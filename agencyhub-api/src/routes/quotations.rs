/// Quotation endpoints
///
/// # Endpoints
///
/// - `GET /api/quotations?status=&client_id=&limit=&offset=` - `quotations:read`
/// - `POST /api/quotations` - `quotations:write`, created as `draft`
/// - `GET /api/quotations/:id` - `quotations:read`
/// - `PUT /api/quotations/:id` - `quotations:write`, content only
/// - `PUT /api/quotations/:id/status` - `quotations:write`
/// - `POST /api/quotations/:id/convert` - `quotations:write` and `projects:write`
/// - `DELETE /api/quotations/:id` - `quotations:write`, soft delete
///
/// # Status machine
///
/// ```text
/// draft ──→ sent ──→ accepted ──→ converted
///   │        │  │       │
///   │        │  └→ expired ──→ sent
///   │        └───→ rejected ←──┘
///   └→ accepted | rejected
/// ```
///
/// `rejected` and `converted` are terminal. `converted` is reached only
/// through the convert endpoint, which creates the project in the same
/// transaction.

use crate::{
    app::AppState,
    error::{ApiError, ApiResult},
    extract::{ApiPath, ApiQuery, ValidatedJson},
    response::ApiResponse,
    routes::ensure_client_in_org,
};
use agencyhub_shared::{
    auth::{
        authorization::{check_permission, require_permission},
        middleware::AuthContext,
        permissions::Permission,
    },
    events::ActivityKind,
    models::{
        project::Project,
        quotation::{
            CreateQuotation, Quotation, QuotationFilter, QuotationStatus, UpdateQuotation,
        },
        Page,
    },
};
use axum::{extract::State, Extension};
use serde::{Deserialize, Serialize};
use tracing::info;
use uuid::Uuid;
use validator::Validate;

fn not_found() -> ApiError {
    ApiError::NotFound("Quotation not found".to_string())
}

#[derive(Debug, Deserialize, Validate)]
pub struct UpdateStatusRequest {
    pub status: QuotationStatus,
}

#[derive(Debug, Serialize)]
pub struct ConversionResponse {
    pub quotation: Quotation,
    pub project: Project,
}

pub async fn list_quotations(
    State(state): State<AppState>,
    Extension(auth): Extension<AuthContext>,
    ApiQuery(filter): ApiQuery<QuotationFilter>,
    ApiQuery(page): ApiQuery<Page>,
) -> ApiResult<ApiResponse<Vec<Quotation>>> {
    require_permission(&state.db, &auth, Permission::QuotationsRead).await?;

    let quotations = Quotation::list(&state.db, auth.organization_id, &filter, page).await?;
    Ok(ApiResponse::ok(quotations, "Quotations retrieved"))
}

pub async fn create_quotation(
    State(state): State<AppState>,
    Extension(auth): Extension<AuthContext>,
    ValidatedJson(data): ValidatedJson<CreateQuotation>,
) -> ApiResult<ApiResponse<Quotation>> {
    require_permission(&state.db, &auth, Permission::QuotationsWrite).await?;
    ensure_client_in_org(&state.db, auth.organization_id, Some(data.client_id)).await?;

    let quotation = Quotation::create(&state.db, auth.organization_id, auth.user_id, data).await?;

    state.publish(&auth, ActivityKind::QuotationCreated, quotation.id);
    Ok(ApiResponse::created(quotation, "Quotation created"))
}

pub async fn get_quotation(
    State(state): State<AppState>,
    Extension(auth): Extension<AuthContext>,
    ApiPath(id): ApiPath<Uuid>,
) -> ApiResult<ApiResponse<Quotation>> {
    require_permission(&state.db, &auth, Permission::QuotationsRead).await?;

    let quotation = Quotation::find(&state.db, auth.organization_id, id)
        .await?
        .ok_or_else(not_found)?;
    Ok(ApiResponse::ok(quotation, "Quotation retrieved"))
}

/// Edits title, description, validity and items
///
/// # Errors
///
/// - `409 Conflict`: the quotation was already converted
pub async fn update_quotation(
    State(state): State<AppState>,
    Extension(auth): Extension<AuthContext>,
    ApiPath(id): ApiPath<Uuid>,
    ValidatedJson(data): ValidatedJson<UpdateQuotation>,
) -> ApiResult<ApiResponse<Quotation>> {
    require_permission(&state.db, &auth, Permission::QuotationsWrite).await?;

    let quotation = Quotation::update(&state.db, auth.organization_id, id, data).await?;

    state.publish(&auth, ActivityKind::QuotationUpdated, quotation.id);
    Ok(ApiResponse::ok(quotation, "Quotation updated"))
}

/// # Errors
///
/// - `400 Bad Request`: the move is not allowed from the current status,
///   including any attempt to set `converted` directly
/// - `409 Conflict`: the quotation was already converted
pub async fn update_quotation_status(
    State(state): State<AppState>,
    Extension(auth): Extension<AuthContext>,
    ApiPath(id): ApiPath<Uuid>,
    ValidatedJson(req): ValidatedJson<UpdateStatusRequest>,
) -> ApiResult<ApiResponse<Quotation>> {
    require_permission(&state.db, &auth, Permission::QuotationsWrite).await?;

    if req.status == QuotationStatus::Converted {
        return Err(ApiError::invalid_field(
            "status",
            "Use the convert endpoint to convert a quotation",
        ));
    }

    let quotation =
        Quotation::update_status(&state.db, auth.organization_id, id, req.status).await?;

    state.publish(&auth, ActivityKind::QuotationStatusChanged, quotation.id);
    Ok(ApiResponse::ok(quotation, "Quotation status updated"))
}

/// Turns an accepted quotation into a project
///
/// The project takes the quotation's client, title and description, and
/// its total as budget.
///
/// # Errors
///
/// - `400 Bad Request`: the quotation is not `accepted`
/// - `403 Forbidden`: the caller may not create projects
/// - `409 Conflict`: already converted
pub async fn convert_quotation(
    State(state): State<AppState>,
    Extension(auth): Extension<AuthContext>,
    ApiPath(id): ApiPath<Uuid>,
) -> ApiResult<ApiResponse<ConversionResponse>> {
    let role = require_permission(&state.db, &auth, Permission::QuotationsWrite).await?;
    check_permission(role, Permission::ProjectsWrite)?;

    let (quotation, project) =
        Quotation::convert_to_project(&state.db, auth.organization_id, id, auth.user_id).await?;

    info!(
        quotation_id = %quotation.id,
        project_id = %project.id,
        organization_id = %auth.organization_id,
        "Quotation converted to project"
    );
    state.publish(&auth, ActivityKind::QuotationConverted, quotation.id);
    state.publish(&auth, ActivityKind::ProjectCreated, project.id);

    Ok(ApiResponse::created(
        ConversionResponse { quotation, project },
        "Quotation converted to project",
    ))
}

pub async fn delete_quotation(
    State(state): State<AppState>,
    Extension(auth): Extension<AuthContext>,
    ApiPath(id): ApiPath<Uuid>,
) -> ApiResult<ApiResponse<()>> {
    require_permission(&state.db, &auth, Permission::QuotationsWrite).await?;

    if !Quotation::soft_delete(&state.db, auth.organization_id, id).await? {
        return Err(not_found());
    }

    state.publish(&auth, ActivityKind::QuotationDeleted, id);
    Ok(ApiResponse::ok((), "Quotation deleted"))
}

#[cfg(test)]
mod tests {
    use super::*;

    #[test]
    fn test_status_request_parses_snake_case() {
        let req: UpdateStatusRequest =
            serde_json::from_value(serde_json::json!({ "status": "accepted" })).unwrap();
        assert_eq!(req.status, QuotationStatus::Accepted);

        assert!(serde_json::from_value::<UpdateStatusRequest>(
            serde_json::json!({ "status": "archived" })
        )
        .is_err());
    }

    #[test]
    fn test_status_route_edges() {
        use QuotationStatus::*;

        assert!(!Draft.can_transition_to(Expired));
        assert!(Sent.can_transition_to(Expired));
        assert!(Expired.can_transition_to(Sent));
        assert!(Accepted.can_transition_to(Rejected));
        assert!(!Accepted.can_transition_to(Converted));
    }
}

...

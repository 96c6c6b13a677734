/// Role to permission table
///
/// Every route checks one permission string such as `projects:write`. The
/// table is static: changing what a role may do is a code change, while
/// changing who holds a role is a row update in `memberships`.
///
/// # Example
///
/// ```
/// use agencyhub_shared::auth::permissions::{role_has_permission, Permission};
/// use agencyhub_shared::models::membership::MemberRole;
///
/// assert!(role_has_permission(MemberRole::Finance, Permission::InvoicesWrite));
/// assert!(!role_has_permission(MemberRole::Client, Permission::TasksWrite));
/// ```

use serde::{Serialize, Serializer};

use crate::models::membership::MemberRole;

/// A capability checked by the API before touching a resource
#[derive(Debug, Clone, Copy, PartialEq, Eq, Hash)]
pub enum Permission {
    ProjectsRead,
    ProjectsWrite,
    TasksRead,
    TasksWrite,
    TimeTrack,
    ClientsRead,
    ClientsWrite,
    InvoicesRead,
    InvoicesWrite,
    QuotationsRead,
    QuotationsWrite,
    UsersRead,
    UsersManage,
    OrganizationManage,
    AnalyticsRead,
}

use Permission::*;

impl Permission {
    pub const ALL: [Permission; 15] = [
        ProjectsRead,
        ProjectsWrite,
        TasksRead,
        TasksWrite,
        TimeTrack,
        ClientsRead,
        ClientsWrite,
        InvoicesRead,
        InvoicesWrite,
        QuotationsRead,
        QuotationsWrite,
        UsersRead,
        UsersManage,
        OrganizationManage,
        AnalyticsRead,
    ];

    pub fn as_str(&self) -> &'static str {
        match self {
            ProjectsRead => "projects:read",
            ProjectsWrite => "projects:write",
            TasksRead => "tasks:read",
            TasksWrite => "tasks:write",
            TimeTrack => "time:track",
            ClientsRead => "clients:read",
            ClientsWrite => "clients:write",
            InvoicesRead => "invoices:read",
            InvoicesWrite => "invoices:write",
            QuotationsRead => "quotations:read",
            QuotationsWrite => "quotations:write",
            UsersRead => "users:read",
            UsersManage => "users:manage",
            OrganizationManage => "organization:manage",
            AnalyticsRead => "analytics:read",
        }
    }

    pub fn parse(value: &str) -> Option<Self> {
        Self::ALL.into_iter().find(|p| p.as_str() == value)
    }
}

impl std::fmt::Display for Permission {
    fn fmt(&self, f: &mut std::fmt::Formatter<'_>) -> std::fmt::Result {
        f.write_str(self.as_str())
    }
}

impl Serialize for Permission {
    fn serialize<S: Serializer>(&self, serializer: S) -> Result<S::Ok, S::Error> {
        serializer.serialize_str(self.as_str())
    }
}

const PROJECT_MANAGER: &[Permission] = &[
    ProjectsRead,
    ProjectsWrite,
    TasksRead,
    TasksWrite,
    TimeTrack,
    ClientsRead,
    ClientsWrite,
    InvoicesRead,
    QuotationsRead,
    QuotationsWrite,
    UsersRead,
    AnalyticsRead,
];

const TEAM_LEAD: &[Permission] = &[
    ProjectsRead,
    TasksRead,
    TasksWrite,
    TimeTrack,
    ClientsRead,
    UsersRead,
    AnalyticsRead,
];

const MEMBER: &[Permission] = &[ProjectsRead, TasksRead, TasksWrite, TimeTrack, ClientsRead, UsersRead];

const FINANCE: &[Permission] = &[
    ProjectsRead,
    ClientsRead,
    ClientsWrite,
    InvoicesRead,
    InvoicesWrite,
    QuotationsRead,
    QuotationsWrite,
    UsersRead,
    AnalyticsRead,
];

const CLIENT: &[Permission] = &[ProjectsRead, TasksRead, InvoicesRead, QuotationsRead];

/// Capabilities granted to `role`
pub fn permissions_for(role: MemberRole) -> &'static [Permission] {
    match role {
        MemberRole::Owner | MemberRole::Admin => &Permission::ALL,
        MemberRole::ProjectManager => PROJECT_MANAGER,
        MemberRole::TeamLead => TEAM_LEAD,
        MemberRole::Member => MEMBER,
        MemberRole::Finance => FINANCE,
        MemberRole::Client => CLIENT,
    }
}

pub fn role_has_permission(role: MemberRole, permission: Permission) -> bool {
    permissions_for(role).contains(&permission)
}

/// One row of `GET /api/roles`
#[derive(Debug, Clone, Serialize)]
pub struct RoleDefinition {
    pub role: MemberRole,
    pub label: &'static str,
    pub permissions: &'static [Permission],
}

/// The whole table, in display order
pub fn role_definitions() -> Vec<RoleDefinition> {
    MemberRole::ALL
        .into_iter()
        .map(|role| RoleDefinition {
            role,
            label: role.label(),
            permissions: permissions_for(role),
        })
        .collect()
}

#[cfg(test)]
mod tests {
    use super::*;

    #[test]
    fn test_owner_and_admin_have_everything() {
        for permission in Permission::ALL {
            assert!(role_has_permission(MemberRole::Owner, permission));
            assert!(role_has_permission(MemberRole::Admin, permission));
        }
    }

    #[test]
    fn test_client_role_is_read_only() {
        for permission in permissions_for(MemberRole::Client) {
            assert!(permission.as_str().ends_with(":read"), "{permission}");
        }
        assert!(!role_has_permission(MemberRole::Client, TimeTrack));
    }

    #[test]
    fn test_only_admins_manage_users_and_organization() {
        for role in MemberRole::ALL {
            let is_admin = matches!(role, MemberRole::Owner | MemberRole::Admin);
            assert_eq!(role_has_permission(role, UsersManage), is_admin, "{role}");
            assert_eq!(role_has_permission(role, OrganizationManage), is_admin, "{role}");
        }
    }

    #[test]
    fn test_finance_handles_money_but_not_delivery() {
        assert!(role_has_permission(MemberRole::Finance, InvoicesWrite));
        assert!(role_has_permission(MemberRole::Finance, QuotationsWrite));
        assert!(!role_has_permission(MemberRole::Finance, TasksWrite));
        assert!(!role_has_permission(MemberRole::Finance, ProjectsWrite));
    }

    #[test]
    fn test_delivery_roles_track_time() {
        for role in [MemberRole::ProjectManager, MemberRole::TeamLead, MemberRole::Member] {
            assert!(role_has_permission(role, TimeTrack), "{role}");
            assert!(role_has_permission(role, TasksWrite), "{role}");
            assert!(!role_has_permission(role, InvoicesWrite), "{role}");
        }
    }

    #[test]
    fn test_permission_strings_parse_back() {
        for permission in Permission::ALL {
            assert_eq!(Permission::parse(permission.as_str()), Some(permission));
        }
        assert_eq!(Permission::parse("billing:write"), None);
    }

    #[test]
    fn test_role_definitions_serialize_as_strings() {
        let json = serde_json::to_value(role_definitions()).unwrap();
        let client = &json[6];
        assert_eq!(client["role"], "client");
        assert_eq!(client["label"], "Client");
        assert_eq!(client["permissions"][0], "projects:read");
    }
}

...

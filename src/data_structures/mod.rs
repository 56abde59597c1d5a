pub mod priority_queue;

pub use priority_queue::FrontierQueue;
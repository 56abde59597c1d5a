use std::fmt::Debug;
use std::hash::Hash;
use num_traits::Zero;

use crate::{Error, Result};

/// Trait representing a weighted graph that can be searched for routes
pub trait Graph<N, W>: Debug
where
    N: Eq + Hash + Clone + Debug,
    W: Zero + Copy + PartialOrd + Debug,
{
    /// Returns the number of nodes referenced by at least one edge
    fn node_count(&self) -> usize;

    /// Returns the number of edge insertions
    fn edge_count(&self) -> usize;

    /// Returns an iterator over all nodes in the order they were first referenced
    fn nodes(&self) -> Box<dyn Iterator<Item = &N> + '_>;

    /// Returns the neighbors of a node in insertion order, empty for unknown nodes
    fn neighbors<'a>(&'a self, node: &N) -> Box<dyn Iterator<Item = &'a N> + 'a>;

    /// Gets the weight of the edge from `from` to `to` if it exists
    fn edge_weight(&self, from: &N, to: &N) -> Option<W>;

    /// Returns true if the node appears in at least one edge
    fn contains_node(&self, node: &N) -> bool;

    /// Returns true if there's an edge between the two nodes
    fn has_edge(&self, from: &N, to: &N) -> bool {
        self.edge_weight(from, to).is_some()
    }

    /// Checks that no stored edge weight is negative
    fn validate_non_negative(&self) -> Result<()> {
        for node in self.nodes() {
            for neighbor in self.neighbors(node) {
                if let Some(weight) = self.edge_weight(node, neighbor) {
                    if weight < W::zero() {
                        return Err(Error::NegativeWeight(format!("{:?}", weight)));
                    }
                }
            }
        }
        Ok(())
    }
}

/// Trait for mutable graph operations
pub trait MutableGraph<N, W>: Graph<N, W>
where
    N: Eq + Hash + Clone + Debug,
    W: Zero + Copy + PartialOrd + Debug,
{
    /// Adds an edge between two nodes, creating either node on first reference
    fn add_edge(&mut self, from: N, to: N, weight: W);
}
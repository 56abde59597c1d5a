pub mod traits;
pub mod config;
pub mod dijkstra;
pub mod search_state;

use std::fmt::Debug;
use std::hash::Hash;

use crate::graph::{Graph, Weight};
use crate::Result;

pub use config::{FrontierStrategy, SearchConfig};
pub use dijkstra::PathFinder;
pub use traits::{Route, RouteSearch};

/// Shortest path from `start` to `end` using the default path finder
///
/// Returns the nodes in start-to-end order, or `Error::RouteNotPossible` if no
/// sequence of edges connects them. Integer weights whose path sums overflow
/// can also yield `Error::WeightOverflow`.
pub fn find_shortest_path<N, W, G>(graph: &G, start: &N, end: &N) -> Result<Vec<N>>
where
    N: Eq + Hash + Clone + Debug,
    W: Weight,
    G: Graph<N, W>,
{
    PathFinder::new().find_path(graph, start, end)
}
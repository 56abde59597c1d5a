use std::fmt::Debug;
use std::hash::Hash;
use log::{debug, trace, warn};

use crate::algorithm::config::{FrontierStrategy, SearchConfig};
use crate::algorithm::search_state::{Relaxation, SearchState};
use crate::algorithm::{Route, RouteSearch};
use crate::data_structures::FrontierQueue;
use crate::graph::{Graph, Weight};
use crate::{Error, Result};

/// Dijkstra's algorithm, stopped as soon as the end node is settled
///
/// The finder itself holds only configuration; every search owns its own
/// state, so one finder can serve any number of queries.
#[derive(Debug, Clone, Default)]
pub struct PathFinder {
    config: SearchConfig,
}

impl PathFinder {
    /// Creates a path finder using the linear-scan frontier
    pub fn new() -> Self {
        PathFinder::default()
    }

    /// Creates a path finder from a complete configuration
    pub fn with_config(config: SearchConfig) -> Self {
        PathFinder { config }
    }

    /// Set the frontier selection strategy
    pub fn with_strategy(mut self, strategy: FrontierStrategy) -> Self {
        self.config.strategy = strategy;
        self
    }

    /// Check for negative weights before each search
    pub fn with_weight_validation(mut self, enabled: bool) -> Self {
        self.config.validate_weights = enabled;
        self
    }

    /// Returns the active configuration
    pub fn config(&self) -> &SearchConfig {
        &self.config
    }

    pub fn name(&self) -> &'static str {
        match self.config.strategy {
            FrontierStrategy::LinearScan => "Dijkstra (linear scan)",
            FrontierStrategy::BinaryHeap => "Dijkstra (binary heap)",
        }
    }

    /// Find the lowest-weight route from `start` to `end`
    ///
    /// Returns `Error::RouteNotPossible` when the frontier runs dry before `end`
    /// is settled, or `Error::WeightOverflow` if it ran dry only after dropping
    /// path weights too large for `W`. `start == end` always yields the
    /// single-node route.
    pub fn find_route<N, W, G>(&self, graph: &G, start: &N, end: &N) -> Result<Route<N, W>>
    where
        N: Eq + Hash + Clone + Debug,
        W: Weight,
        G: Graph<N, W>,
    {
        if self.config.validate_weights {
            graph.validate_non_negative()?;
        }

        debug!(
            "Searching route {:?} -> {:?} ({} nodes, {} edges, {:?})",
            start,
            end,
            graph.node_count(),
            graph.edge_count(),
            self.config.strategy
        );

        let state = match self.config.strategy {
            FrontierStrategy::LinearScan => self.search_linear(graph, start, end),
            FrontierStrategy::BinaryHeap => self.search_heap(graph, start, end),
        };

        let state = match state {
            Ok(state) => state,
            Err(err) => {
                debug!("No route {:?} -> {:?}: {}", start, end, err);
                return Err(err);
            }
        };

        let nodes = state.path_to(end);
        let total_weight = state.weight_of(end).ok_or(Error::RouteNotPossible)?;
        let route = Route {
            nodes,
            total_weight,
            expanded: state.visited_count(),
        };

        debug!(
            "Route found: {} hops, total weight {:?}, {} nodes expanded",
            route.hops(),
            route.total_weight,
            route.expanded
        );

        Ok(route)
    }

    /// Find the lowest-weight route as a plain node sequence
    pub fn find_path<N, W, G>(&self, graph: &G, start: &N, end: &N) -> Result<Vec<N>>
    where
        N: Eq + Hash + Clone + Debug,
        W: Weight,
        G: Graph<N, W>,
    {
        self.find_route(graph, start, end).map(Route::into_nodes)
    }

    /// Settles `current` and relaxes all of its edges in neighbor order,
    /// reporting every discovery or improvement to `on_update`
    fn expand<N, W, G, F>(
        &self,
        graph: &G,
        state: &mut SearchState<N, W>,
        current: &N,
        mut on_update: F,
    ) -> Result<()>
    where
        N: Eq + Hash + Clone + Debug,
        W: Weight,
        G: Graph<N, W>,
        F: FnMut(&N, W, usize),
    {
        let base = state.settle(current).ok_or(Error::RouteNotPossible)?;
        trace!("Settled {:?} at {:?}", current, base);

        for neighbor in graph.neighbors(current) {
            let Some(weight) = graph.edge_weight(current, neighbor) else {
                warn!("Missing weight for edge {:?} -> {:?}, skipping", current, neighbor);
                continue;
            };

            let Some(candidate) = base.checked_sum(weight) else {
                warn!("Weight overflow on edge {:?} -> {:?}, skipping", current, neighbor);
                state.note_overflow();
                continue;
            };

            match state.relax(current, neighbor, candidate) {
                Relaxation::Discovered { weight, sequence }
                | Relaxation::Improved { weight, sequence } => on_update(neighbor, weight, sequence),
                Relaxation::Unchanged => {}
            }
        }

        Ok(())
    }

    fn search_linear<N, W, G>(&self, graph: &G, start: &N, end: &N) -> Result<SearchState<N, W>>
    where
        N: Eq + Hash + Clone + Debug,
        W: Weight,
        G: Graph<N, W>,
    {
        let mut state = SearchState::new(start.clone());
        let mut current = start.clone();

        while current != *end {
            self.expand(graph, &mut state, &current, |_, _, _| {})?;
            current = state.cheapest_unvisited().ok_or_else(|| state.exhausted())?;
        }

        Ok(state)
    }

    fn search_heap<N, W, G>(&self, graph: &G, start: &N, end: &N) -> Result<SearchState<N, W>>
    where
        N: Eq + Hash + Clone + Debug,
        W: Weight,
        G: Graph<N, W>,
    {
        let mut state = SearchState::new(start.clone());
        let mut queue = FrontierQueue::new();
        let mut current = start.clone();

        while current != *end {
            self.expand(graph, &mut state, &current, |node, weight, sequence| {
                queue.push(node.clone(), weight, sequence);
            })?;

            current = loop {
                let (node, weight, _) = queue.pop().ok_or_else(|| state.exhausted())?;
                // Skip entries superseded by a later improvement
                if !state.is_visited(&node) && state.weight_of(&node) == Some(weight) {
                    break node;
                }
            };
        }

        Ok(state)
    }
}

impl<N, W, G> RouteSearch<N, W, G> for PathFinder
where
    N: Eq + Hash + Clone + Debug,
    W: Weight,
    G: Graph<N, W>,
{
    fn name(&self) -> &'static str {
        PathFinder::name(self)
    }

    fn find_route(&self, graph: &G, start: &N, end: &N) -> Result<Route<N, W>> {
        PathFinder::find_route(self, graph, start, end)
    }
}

*TASK DIRECTIONS*
Check each line of the material above for "that" and say how many lines contain it, giving the number alone.

*ANSWER SECTION*
2